The case of Pennsylvania v. Board, as the full title, above, suggests, is a case in which money was left by will to the city of Philadelphia in trust for a college to admit poor white male orphans. The court held that the board which operated the college was an agency of the state of Pennsylvania, and that, therefore, its refusal to admit the plaintiffs because they were negroes was discrimination by the state forbidden by the Fourteenth Amendment.
So, in neither Evans v. Newton nor Pennsylvania v. Board was the doctrine of the earlier Shelley v. Kraemer applied or extended. Both of them involved restrictive actions by state governing agencies, in one case with respect to a park, in the other case with respect to a college. Although both the park and the college were founded upon testamentary gifts, the state action struck down by the court was not the judicial completion of the gifts, but rather the subsequent enforcement of the racial restrictions by the public management.
Basically, the right to receive property by will is a creature of the law, and is not a natural right or one guaranteed or protected by either the Ohio or the United States constitution. Patton v. Patton (1883), 39 Ohio St. 590; Hagerty v. State (1897), 55 Ohio St. 613; State, ex rel. Taylor, v. Guilbert (1904), 70 Ohio St. 229; Magoun v. Illinois Trust and Savings Bank (1898), 170 U.S. 283; 55 Ohio Jurisprudence 2d 535, Wills, Section 64; 57 American Jurisprudence 138, Wills, Section 153. It is a fundamental rule of law in Ohio that a testator may legally entirely disinherit his children. 56 Ohio Jurisprudence 2d 252, Wills, Section 742; 55 Ohio Jurisprudence 2d 564, Wills, Section 101; Wilson v. Behr (C. A. Hamilton (1936)), 57 Ohio App. 117, 121, 12 N.E.2d 300, 5 O. O. 424. This would seem to demonstrate that, from a constitutional standpoint, a testator may restrict a child's inheritance. The court concludes, therefore, that the upholding and enforcement of the provisions of Dr. Shapira's will conditioning the bequests to his sons upon their marrying Jewish girls does not offend the Constitution of Ohio or of the United States. U.S. National Bank of Portland v. Snodgrass (1954), 202 Or. 530, 275 P.2d 860, 50 A. L. R. 2d 725; Gordon v. Gordon (Mass. (1955)), 124 N.E.2d 228; 54 Mich. L. Rev. 297 (1955); cf. 39 Minn. L. Rev. 809 (1955).
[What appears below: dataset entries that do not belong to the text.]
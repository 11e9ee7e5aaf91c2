//! # Quadmesh
//!
//! Field-aligned quad remeshing of triangle surfaces.
//!
//! Quadmesh turns a manifold triangle mesh into a quad-dominant mesh whose
//! edges follow a smooth 4-fold symmetric direction field. The pipeline
//! builds a multiresolution hierarchy, relaxes an orientation field and a
//! position field over it, counts the singularities both fields leave, and
//! extracts quads from the rounded integer lattice after repairing invalid
//! faces with max-flow, min-cost flow or a bounded constraint search.
//!
//! ## Features
//!
//! - **Directed-edge triangle mesh**: flat arrays with O(1) twin lookup
//! - **Multigrid field solvers**: parallel Gauss-Seidel sweeps per colour phase
//! - **Adaptive scale**: curvature-driven target edge lengths
//! - **Sharp features**: creases and boundaries become quad edges
//! - **Multiple file formats**: OBJ, STL, PLY
//!
//! ## Quick Start
//!
//! ```no_run
//! use quadmesh::prelude::*;
//!
//! let mut remesher = Remesher::new(Config::default().with_target_faces(5000));
//! remesher.load("model.obj").unwrap();
//! remesher.initialize().unwrap();
//! let report = remesher.run().unwrap();
//! println!("{} quads, {} irregular vertices", report.output_faces, report.irregular_vertices);
//! remesher.write("model_quads.obj").unwrap();
//! ```
//!
//! ## Remeshing In Memory
//!
//! ```
//! use quadmesh::prelude::*;
//! use quadmesh::mesh::primitives::torus;
//!
//! let donut = torus(1.0, 0.4, 32, 16).unwrap();
//! let config = Config::default().with_target_faces(400).with_seed(1);
//!
//! let result = remesh(&donut, &config).unwrap();
//! assert!(result.mesh.num_faces() > 0);
//! assert!(result.mesh.is_manifold());
//! ```
//!
//! ## Running Stages One By One
//!
//! Every stage is a method on [`Remesher`]; intermediate fields stay
//! available for inspection.
//!
//! ```
//! use quadmesh::prelude::*;
//! use quadmesh::mesh::primitives::icosphere;
//!
//! let mut remesher = Remesher::new(Config::default().with_target_faces(200));
//! remesher.set_mesh(icosphere(1.0, 2).unwrap());
//! remesher.initialize().unwrap();
//! remesher.run_orientation_field().unwrap();
//! remesher.run_singularities_orientation().unwrap();
//!
//! // A sphere always carries eight quarter turns of orientation index.
//! let total: i32 = quadmesh::algo::singularity::total_index(remesher.orientation_singularities());
//! assert_eq!(total, 8);
//! ```

#![warn(missing_docs)]
#![warn(clippy::all)]

pub mod algo;
pub mod config;
pub mod error;
pub mod io;
pub mod mesh;
pub mod pipeline;

pub use config::Config;
pub use pipeline::{remesh, RemeshReport, Remesher, SingularityLinks};

/// Prelude module for convenient imports.
///
/// This module re-exports the most commonly used types and functions:
///
/// ```
/// use quadmesh::prelude::*;
/// ```
pub mod prelude {
    pub use crate::config::Config;
    pub use crate::error::{QuadError, Result, Stage};
    pub use crate::mesh::{build_surface, EdgeId, FaceId, QuadMesh, SurfaceMesh, VertexId};
    pub use crate::pipeline::{remesh, RemeshReport, Remesher};
}

// Re-export nalgebra types for convenience
pub use nalgebra;

#[cfg(test)]
mod tests {
    use super::prelude::*;
    use nalgebra::Point3;

    #[test]
    fn test_tetrahedron() {
        let vertices = vec![
            Point3::new(0.0, 0.0, 0.0),
            Point3::new(1.0, 0.0, 0.0),
            Point3::new(0.5, 1.0, 0.0),
            Point3::new(0.5, 0.5, 1.0),
        ];

        let faces = vec![
            [0, 2, 1], // bottom
            [0, 1, 3], // front
            [1, 2, 3], // right
            [2, 0, 3], // left
        ];

        let mesh: SurfaceMesh = build_surface(&vertices, &faces).unwrap();

        assert_eq!(mesh.num_vertices(), 4);
        assert_eq!(mesh.num_faces(), 4);
        assert_eq!(mesh.num_dedges(), 12);
        assert!(mesh.is_closed());
        assert_eq!(mesh.euler_characteristic(), 2);
        for v in mesh.vertex_ids() {
            assert!(!mesh.is_boundary_vertex(v), "vertex {:?} should not be on boundary", v);
        }
    }
}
The condition that Daniel's share should be "turned over to him if he should marry a Jewish girl whose both parents were Jewish" constitutes a partial restraint upon marriage. If the condition were that the beneficiary not marry anyone, the restraint would be general or total, and, at least in the case of a first marriage, would be held to be contrary to public policy and void. A partial restraint of marriage which imposes only reasonable restrictions is valid, and not contrary to public policy: 5 Bowe-Parker: Page on Wills 460, Section 44.25; 56 Ohio Jurisprudence 2d 243, Wills, Section 729; 52 American Jurisprudence 2d 1023, Marriage, Section 181. The great weight of authority in the United States is that gifts conditioned upon the beneficiary's marrying within a particular religious class or faith are reasonable. 5 Bowe-Parker; Page on Wills 461, Section 44.25; 52 American Jurisprudence 2d 1025, Marriage, Section 183. 56 Ohio Jurisprudence 2d 245, Wills, Section 731; 1 Prentice-Hall, Estate Planning, Law of Wills, 373, Paragraph 375.20; 1 Restatement of the Law, Trusts 2d, 166, Section 62 (h); National Bank v. Snodgrass ( supra), annotation, 50 A.L.R. 2d 740; Gordon v. Gordon, supra; In re Harris (1955), 143 N.Y. Supp. 2d 746; Matter of Seaman (1916), 218 N.Y. 77, 112 N.E. 576; Matter of Liberman (1939), 279 N.Y. 458, 18 N.E.2d 658; In re Silverstein's Will (1956), 155 N.Y. Supp. 2d 598; In re Clayton's Estate (Phila. Co. Pa. 1930), 13 Pa. D. C. 413; Pacholder v. Rosenheim (1916), 129 Md. 455, 99 A. 672.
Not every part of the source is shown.